**WHAT NEEDS TO BE DONE:** Go through the entries below and count the lines where "Transport" occurs. Give nothing but that number.

○ ○ ○ ○ ○

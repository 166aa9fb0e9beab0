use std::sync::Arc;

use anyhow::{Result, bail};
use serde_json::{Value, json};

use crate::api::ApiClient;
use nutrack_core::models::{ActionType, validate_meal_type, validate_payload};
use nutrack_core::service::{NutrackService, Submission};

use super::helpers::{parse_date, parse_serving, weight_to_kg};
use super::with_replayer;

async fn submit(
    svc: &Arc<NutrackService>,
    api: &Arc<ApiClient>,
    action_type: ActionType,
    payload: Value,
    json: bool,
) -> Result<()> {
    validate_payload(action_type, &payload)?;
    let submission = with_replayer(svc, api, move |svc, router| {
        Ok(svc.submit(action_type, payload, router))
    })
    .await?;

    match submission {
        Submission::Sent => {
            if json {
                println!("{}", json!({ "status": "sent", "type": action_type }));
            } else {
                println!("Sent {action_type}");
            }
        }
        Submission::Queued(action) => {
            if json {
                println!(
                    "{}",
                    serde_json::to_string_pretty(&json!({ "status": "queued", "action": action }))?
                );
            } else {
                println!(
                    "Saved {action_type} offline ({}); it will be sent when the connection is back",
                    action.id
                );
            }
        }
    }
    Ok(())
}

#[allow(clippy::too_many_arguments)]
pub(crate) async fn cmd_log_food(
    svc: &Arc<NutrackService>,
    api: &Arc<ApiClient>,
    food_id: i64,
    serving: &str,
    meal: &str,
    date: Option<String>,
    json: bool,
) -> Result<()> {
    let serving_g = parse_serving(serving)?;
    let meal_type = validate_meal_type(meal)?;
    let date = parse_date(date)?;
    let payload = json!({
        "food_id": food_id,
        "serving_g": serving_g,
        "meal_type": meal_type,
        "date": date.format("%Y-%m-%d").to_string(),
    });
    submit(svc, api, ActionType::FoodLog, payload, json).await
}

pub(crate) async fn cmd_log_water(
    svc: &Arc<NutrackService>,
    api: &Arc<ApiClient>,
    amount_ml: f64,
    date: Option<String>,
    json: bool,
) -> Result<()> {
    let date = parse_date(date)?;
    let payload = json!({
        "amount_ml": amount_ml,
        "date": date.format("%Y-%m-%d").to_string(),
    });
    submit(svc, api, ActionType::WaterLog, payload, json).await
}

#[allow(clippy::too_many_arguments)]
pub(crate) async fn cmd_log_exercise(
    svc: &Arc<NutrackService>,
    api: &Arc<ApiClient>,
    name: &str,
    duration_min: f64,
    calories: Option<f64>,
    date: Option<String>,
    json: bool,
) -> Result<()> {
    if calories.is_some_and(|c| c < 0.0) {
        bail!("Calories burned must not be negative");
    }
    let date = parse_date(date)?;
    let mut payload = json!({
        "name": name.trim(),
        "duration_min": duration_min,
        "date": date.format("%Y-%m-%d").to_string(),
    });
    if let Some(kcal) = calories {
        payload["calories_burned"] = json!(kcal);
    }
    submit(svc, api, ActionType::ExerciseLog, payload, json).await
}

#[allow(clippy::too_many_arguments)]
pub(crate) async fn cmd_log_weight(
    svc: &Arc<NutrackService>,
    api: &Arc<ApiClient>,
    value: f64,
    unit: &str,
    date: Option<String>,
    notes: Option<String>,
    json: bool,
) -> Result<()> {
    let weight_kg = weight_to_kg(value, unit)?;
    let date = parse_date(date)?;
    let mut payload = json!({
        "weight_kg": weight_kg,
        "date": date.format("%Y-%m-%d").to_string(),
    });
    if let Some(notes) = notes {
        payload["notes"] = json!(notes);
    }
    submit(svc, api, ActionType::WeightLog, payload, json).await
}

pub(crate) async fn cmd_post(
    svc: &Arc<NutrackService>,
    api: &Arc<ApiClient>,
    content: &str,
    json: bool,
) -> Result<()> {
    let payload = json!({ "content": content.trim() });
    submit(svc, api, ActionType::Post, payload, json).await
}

○ ○ ○ ○ ○

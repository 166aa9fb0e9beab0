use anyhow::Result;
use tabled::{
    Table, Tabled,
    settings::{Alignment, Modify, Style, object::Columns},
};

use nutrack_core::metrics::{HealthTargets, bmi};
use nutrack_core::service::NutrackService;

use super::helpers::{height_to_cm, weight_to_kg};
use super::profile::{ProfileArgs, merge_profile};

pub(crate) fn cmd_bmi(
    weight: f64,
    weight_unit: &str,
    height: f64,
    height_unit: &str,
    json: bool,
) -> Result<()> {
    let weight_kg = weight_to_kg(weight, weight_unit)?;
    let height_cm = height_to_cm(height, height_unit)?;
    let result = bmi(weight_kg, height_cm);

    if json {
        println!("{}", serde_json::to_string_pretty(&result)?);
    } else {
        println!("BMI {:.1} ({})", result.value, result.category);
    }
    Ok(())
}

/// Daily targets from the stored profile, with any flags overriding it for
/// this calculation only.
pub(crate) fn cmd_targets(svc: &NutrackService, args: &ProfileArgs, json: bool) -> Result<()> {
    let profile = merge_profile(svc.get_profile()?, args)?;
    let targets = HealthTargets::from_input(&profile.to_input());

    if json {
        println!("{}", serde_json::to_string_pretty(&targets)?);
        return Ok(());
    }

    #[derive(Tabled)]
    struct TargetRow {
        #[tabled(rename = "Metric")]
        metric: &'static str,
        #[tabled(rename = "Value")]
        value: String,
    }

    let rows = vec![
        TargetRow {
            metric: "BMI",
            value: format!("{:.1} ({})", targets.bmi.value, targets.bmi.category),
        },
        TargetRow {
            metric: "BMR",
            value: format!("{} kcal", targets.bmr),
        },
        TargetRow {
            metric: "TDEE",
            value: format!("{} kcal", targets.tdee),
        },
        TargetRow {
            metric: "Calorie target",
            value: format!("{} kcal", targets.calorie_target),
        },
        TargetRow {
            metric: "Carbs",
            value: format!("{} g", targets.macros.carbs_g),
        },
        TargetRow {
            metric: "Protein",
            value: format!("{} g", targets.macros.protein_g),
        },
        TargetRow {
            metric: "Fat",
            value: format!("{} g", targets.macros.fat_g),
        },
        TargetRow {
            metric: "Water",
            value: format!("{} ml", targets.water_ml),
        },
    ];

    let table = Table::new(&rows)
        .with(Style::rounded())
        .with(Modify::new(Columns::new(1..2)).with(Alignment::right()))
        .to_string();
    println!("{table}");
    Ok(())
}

○ ○ ○ ○ ○

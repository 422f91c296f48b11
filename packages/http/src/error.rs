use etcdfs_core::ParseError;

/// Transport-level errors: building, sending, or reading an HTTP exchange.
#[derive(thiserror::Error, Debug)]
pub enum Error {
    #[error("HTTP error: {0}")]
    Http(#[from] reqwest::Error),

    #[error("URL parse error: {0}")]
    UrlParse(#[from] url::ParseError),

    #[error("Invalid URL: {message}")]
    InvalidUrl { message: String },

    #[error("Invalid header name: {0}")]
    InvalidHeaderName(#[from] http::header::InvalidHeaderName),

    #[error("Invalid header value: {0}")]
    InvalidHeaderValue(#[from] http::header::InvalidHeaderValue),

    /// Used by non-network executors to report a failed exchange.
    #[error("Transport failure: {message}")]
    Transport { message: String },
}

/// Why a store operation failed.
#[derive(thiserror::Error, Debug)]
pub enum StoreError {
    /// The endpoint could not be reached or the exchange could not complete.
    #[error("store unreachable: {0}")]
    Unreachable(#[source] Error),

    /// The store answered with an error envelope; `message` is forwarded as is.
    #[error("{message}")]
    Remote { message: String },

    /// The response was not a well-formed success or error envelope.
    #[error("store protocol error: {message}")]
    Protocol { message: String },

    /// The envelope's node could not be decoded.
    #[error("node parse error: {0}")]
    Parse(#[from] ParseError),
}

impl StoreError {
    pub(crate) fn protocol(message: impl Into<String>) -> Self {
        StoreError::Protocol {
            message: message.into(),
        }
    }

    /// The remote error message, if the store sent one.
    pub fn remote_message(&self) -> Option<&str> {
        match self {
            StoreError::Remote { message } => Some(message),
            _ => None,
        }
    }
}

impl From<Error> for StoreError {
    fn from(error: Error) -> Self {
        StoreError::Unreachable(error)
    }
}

○ ○ ○ ○ ○

**COMPLETED TASK:** 3